SUPPLIED DATA.
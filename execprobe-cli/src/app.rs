use clap::Parser;

/// execprobe - demonstrate which memory regions the OS executes code from
#[derive(Debug, Parser)]
#[command(
    name = "execprobe",
    version,
    about,
    long_about = None,
    after_help = "MODES:\n    \
        data           initialized static storage (.data)\n    \
        bss            zero-initialized static storage (.bss)\n    \
        stack          local array, pages as mapped\n    \
        stack-exec     local array, covering pages re-protected to rwx\n    \
        malloc-rw      plain heap allocation\n    \
        malloc-rw-x    page-aligned heap allocation, interior page made rwx\n    \
        mmap-rw        anonymous mapping, read-write\n    \
        mmap-rwx       anonymous mapping, read-write-execute up front\n    \
        mmap-rw-x      anonymous mapping, read-write then re-protected to rwx\n    \
        shm-open-rwx   POSIX shared memory, mapped with execute\n    \
        shmget-rw      System V segment, plain attach\n    \
        shmget-rwx     System V segment, attached with SHM_EXEC\n    \
        shmget-rw-x    System V segment, attached then re-protected to rwx"
)]
pub struct Cli {
    #[command(flatten)]
    pub global: GlobalOptions,

    /// Probe mode to run; see MODES below.
    #[arg(value_name = "MODE")]
    pub mode: String,
}

/// Options that apply to every mode.
#[derive(Debug, Parser)]
pub struct GlobalOptions {
    /// Emit the probe result as JSON instead of human-readable text.
    #[arg(long)]
    pub json: bool,

    /// Enable verbose (debug-level) logging output.
    #[arg(short, long)]
    pub verbose: bool,
}
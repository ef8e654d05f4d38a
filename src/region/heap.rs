use std::alloc::{self, Layout};
use std::ptr::NonNull;

use log::debug;

use crate::{Error, Result};

/// A zeroed buffer from the global allocator with an explicit alignment,
/// freed on drop.
///
/// The plain-heap probe uses a malloc-like allocation; the re-protected heap
/// probe asks for page alignment so `mprotect` can target an interior page of
/// the buffer without touching allocator metadata on neighbouring pages.
pub struct HeapBuffer {
    ptr: NonNull<u8>,
    layout: Layout,
}

impl HeapBuffer {
    /// Allocate `size` zeroed bytes aligned to `align`.
    ///
    /// # Errors
    /// Returns [`Error::EmptyRegion`] for a zero size, [`Error::Layout`] for
    /// an alignment that is not a power of two or a size that overflows when
    /// rounded to it, and [`Error::Allocation`] when the allocator fails.
    pub fn new(size: usize, align: usize) -> Result<HeapBuffer> {
        if size == 0 {
            return Err(Error::EmptyRegion);
        }
        let layout = Layout::from_size_align(size, align).map_err(|_| Error::Layout { size, align })?;
        let ptr = NonNull::new(unsafe { alloc::alloc_zeroed(layout) })
            .ok_or(Error::Allocation { size, align })?;

        debug!("allocated {size} heap bytes at {:p} (align {align})", ptr.as_ptr());
        Ok(HeapBuffer { ptr, layout })
    }

    /// The buffer contents, writable.
    pub fn as_mut_slice(&mut self) -> &mut [u8] {
        unsafe { std::slice::from_raw_parts_mut(self.ptr.as_ptr(), self.layout.size()) }
    }

    /// Start of the buffer.
    #[must_use]
    pub fn as_ptr(&self) -> *const u8 {
        self.ptr.as_ptr()
    }

    /// Length of the buffer in bytes.
    #[must_use]
    pub fn len(&self) -> usize {
        self.layout.size()
    }

    /// Whether the buffer is empty. It never is; `new` rejects that.
    #[must_use]
    pub fn is_empty(&self) -> bool {
        self.layout.size() == 0
    }
}

impl Drop for HeapBuffer {
    fn drop(&mut self) {
        unsafe { alloc::dealloc(self.ptr.as_ptr(), self.layout) }
    }
}

#[cfg(test)]
mod tests {
    use super::*;
    use crate::region::page_size;

    #[test]
    fn honours_the_requested_alignment() {
        let page = page_size().unwrap();
        let buffer = HeapBuffer::new(4 * page, page).unwrap();
        assert_eq!(buffer.as_ptr() as usize % page, 0);
        assert_eq!(buffer.len(), 4 * page);
    }

    #[test]
    fn starts_zeroed_and_accepts_writes() {
        let mut buffer = HeapBuffer::new(32, 16).unwrap();
        assert!(buffer.as_mut_slice().iter().all(|&b| b == 0));

        buffer.as_mut_slice()[..2].copy_from_slice(&[0x90, 0xc3]);
        assert_eq!(&buffer.as_mut_slice()[..2], &[0x90, 0xc3]);
    }

    #[test]
    fn rejects_degenerate_layouts() {
        assert!(matches!(HeapBuffer::new(0, 16), Err(Error::EmptyRegion)));
        assert!(matches!(
            HeapBuffer::new(16, 3),
            Err(Error::Layout { size: 16, align: 3 })
        ));
    }
}
//! Integration coverage for the probes that acquire the execute bit.
//!
//! The denied probes die with the process by design, so they are exercised
//! through the CLI's child-process tests instead. The probes here request
//! execute permission through mmap, mprotect, or SHM_EXEC, which any
//! mainstream kernel grants, and must therefore hand back the payload's
//! return value in-process.

use std::str::FromStr;

use execprobe::{payload, Error, Probe};

fn run(mode: &str) -> u64 {
    Probe::from_str(mode).unwrap().run().unwrap()
}

#[test]
fn upfront_executable_regions_execute() {
    for mode in ["mmap-rwx", "shmget-rwx"] {
        assert_eq!(run(mode), payload::RETURN_VALUE, "mode {mode}");
    }
}

#[test]
fn posix_shared_memory_executes_unless_the_mount_forbids_it() {
    // Many containers mount /dev/shm noexec; the probe then fails cleanly
    // at the mmap, naming the call. Anywhere else it must execute.
    match Probe::from_str("shm-open-rwx").unwrap().run() {
        Ok(returned) => assert_eq!(returned, payload::RETURN_VALUE),
        Err(Error::Os { call, source }) => {
            assert_eq!(call, "mmap");
            assert_eq!(source.raw_os_error(), Some(libc::EPERM));
        }
        Err(other) => panic!("unexpected failure: {other}"),
    }
}

#[test]
fn reprotected_regions_execute() {
    for mode in ["stack-exec", "malloc-rw-x", "mmap-rw-x", "shmget-rw-x"] {
        assert_eq!(run(mode), payload::RETURN_VALUE, "mode {mode}");
    }
}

WORK TASK. Go through the material above, find each line with the string "stack", and copy it.

YOUR SOLUTION.
        stack          local array, pages as mapped\n    \
        stack-exec     local array, covering pages re-protected to rwx\n    \
    for mode in ["stack-exec", "malloc-rw-x", "mmap-rw-x", "shmget-rw-x"] {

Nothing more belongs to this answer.